Brief: Return verbatim all lines from the first one in the records to the line with "drops the loop.", both ends kept.

Data for processing:
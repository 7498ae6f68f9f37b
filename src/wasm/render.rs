use std::cell::RefCell;
use std::rc::{Rc, Weak};

use tracing::{debug, warn};
use wasm_bindgen::{closure::Closure, JsCast, JsValue};
use web_sys::{
    window, CanvasRenderingContext2d, Event, EventTarget, HtmlCanvasElement, HtmlElement,
    MouseEvent, Window,
};

use super::canvas::Canvas2d;
use crate::effect::{Background, Effect, Placement};
use crate::error::EffectError;
use crate::lifecycle::{Debounce, Phase};
use crate::runner::EffectRunner;

// Holds the animation-frame closure so the loop can hand a reference to
// itself back to `request_animation_frame`. The closure only keeps weak
// references, so dropping the mount drops the loop.
type FrameCallback = Rc<RefCell<Option<Closure<dyn FnMut(f64)>>>>;

pub(crate) type SharedMount = Rc<RefCell<Mount>>;

struct Listener {
    target: EventTarget,
    event: &'static str,
    callback: Closure<dyn FnMut(Event)>,
}

/// Browser side of one mounted effect: DOM nodes, timers and callbacks
/// around a platform-neutral [`EffectRunner`].
pub(crate) struct Mount {
    runner: EffectRunner<Background, Canvas2d>,
    canvas: Option<HtmlCanvasElement>,
    overlays: Vec<HtmlElement>,
    frame_id: Option<i32>,
    frame_cb: FrameCallback,
    resize_cb: Option<Closure<dyn FnMut()>>,
    resize_debounce: Debounce,
    listeners: Vec<Listener>,
}

impl Mount {
    pub(crate) fn shared(background: Background) -> SharedMount {
        Rc::new(RefCell::new(Mount {
            runner: EffectRunner::new(background),
            canvas: None,
            overlays: Vec::new(),
            frame_id: None,
            frame_cb: Rc::new(RefCell::new(None)),
            resize_cb: None,
            resize_debounce: Debounce::default(),
            listeners: Vec::new(),
        }))
    }

    pub(crate) fn runner(&self) -> &EffectRunner<Background, Canvas2d> {
        &self.runner
    }

    fn cancel_frame(&mut self) {
        if let (Some(id), Some(win)) = (self.frame_id.take(), window()) {
            if let Err(err) = win.cancel_animation_frame(id) {
                warn!(error = ?err, "cancel_animation_frame failed");
            }
        }
    }

    fn cancel_resize(&mut self) {
        if let (Some(token), Some(win)) = (self.resize_debounce.take(), window()) {
            win.clear_timeout_with_handle(token);
        }
    }

    /// Release every browser resource. Idempotent.
    fn teardown(&mut self) {
        self.cancel_frame();
        self.cancel_resize();
        for listener in self.listeners.drain(..) {
            let _ = listener.target.remove_event_listener_with_callback(
                listener.event,
                listener.callback.as_ref().unchecked_ref(),
            );
        }
        if let Some(canvas) = self.canvas.take() {
            canvas.remove();
        }
        for overlay in self.overlays.drain(..) {
            overlay.remove();
        }
        self.resize_cb = None;
        self.frame_cb.borrow_mut().take();
    }
}

impl Drop for Mount {
    fn drop(&mut self) {
        self.teardown();
    }
}

fn browser_window() -> Result<Window, JsValue> {
    window().ok_or_else(|| EffectError::environment("no window").into())
}

fn set_styles(element: &HtmlElement, styles: &[(&str, &str)]) -> Result<(), JsValue> {
    let style = element.style();
    for (name, value) in styles {
        style.set_property(name, value)?;
    }
    Ok(())
}

fn style_canvas(canvas: &HtmlCanvasElement, placement: Placement) -> Result<(), JsValue> {
    match placement {
        Placement::Viewport => set_styles(
            canvas,
            &[
                ("display", "block"),
                ("width", "100%"),
                ("height", "100%"),
                ("position", "fixed"),
                ("top", "0"),
                ("left", "0"),
                ("z-index", "-1"),
                ("pointer-events", "none"),
            ],
        ),
        Placement::Container => set_styles(
            canvas,
            &[
                ("width", "100%"),
                ("height", "100%"),
                ("border", "none"),
                ("display", "block"),
                ("position", "absolute"),
                ("top", "0"),
                ("left", "0"),
                ("z-index", "-1"),
            ],
        ),
    }
}

/// Drawing area in CSS pixels.
fn measure(win: &Window, canvas: &HtmlCanvasElement, placement: Placement) -> (f64, f64) {
    match placement {
        Placement::Viewport => {
            let dim = |v: Result<JsValue, JsValue>| v.ok().and_then(|v| v.as_f64()).unwrap_or(0.0);
            (dim(win.inner_width()), dim(win.inner_height()))
        }
        Placement::Container => (canvas.offset_width() as f64, canvas.offset_height() as f64),
    }
}

/// Size the backing store and return the CSS-to-device scale to apply.
fn size_backing_store(
    win: &Window,
    canvas: &HtmlCanvasElement,
    placement: Placement,
    width: f64,
    height: f64,
) -> f64 {
    match placement {
        Placement::Viewport => {
            let dpr = win.device_pixel_ratio();
            let dpr = if dpr > 0.0 { dpr } else { 1.0 };
            canvas.set_width((width * dpr) as u32);
            canvas.set_height((height * dpr) as u32);
            let style = canvas.style();
            let _ = style.set_property("width", &format!("{width}px"));
            let _ = style.set_property("height", &format!("{height}px"));
            dpr
        }
        Placement::Container => {
            canvas.set_width(width as u32);
            canvas.set_height(height as u32);
            1.0
        }
    }
}

/// Attach the effect to `container` and start its frame loop.
pub(crate) fn init(mount: &SharedMount, container: &HtmlElement) -> Result<(), JsValue> {
    let phase = mount.borrow().runner.phase();
    if phase != Phase::Uninitialized {
        return Err(EffectError::lifecycle(phase, "init").into());
    }

    let win = browser_window()?;
    let document = win
        .document()
        .ok_or_else(|| EffectError::environment("no document"))?;
    let canvas: HtmlCanvasElement = document.create_element("canvas")?.dyn_into()?;
    let ctx: CanvasRenderingContext2d = canvas
        .get_context("2d")?
        .ok_or_else(|| EffectError::environment("2d context unavailable"))?
        .dyn_into()?;

    let (placement, overlay_css) = {
        let m = mount.borrow();
        (m.runner.effect().placement(), m.runner.effect().overlays())
    };
    style_canvas(&canvas, placement)?;
    if placement == Placement::Viewport {
        set_styles(container, &[("position", "relative"), ("overflow", "hidden")])?;
    }
    container.append_child(&canvas)?;

    let mut overlays = Vec::with_capacity(overlay_css.len());
    for background in overlay_css {
        let layer: HtmlElement = document.create_element("div")?.dyn_into()?;
        set_styles(
            &layer,
            &[
                ("position", "absolute"),
                ("top", "0"),
                ("left", "0"),
                ("width", "100%"),
                ("height", "100%"),
                ("pointer-events", "none"),
                ("z-index", "1"),
                ("background", background),
            ],
        )?;
        container.append_child(&layer)?;
        overlays.push(layer);
    }

    let (width, height) = measure(&win, &canvas, placement);
    let surface = Canvas2d::new(ctx);
    surface.set_scale(size_backing_store(&win, &canvas, placement, width, height));

    {
        let mut m = mount.borrow_mut();
        m.canvas = Some(canvas.clone());
        m.overlays = overlays;
        m.runner.init(surface, width, height)?;
    }

    install_listeners(mount, &win, &canvas, placement)?;
    install_frame_loop(mount);
    request_frame(mount, &win)
}

fn listen(
    mount: &SharedMount,
    target: &EventTarget,
    event: &'static str,
    callback: Closure<dyn FnMut(Event)>,
) -> Result<(), JsValue> {
    target.add_event_listener_with_callback(event, callback.as_ref().unchecked_ref())?;
    mount.borrow_mut().listeners.push(Listener {
        target: target.clone(),
        event,
        callback,
    });
    Ok(())
}

fn install_listeners(
    mount: &SharedMount,
    win: &Window,
    canvas: &HtmlCanvasElement,
    placement: Placement,
) -> Result<(), JsValue> {
    let weak = Rc::downgrade(mount);
    mount.borrow_mut().resize_cb = Some(Closure::wrap(Box::new(move || {
        if let Some(mount) = weak.upgrade() {
            resize_now(&mount);
        }
    }) as Box<dyn FnMut()>));

    let weak = Rc::downgrade(mount);
    let on_resize = Closure::wrap(Box::new(move |_event: Event| {
        if let Some(mount) = weak.upgrade() {
            schedule_resize(&mount);
        }
    }) as Box<dyn FnMut(Event)>);
    listen(mount, win, "resize", on_resize)?;

    if placement != Placement::Container {
        return Ok(());
    }

    let weak = Rc::downgrade(mount);
    let target = canvas.clone();
    let on_move = Closure::wrap(Box::new(move |event: Event| {
        let (Some(mount), Some(event)) = (weak.upgrade(), event.dyn_ref::<MouseEvent>()) else {
            return;
        };
        let rect = target.get_bounding_client_rect();
        let x = event.client_x() as f64 - rect.left();
        let y = event.client_y() as f64 - rect.top();
        mount.borrow_mut().runner.pointer_moved(x, y);
    }) as Box<dyn FnMut(Event)>);
    listen(mount, canvas, "mousemove", on_move)?;

    let weak: Weak<RefCell<Mount>> = Rc::downgrade(mount);
    let on_leave = Closure::wrap(Box::new(move |_event: Event| {
        if let Some(mount) = weak.upgrade() {
            mount.borrow_mut().runner.pointer_left();
        }
    }) as Box<dyn FnMut(Event)>);
    listen(mount, canvas, "mouseleave", on_leave)
}

fn schedule_resize(mount: &SharedMount) {
    let Some(win) = window() else { return };
    let mut m = mount.borrow_mut();
    m.cancel_resize();
    let scheduled = match m.resize_cb.as_ref() {
        Some(cb) => win.set_timeout_with_callback_and_timeout_and_arguments_0(
            cb.as_ref().unchecked_ref(),
            m.resize_debounce.delay_ms(),
        ),
        None => return,
    };
    match scheduled {
        Ok(token) => {
            m.resize_debounce.replace(token);
        }
        Err(err) => warn!(error = ?err, "could not schedule resize"),
    }
}

/// Re-measure and resize immediately. No-op unless running.
pub(crate) fn resize_now(mount: &SharedMount) {
    let Some(win) = window() else { return };
    let mut m = mount.borrow_mut();
    m.resize_debounce.take();
    if !m.runner.is_running() {
        return;
    }
    let Some(canvas) = m.canvas.clone() else { return };
    let placement = m.runner.effect().placement();
    let (width, height) = measure(&win, &canvas, placement);
    let scale = size_backing_store(&win, &canvas, placement, width, height);
    if let Some(surface) = m.runner.surface_mut() {
        surface.set_scale(scale);
    }
    m.runner.resize(width, height);
}

fn install_frame_loop(mount: &SharedMount) {
    let weak = Rc::downgrade(mount);
    let slot = mount.borrow().frame_cb.clone();
    *slot.borrow_mut() = Some(Closure::wrap(Box::new(move |now: f64| {
        let Some(mount) = weak.upgrade() else { return };
        let status = {
            let mut m = mount.borrow_mut();
            m.frame_id = None;
            m.runner.frame(now)
        };
        // schedule next only while still active
        if status.keep_going() {
            if let Some(win) = window() {
                if let Err(err) = request_frame(&mount, &win) {
                    warn!(error = ?err, "request_animation_frame failed");
                }
            }
        }
    }) as Box<dyn FnMut(f64)>));
}

fn request_frame(mount: &SharedMount, win: &Window) -> Result<(), JsValue> {
    let mut m = mount.borrow_mut();
    if m.frame_id.is_some() {
        return Ok(());
    }
    let id = {
        let slot = m.frame_cb.borrow();
        let Some(cb) = slot.as_ref() else {
            return Ok(());
        };
        win.request_animation_frame(cb.as_ref().unchecked_ref())?
    };
    m.frame_id = Some(id);
    Ok(())
}

pub(crate) fn stop(mount: &SharedMount) {
    let mut m = mount.borrow_mut();
    m.runner.stop();
    m.cancel_frame();
}

pub(crate) fn resume(mount: &SharedMount) -> Result<(), JsValue> {
    mount.borrow_mut().runner.resume()?;
    request_frame(mount, &browser_window()?)
}

pub(crate) fn destroy(mount: &SharedMount) {
    let mut m = mount.borrow_mut();
    m.runner.destroy();
    m.teardown();
    debug!("mount torn down");
}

Result of the exercise:
repository 7498ae6f68f9f37b
filename src/wasm/render.rs
use std::cell::RefCell;
use std::rc::{Rc, Weak};

use tracing::{debug, warn};
use wasm_bindgen::{closure::Closure, JsCast, JsValue};
use web_sys::{
    window, CanvasRenderingContext2d, Event, EventTarget, HtmlCanvasElement, HtmlElement,
    MouseEvent, Window,
};

use super::canvas::Canvas2d;
use crate::effect::{Background, Effect, Placement};
use crate::error::EffectError;
use crate::lifecycle::{Debounce, Phase};
use crate::runner::EffectRunner;

// Holds the animation-frame closure so the loop can hand a reference to
// itself back to `request_animation_frame`. The closure only keeps weak
// references, so dropping the mount drops the loop.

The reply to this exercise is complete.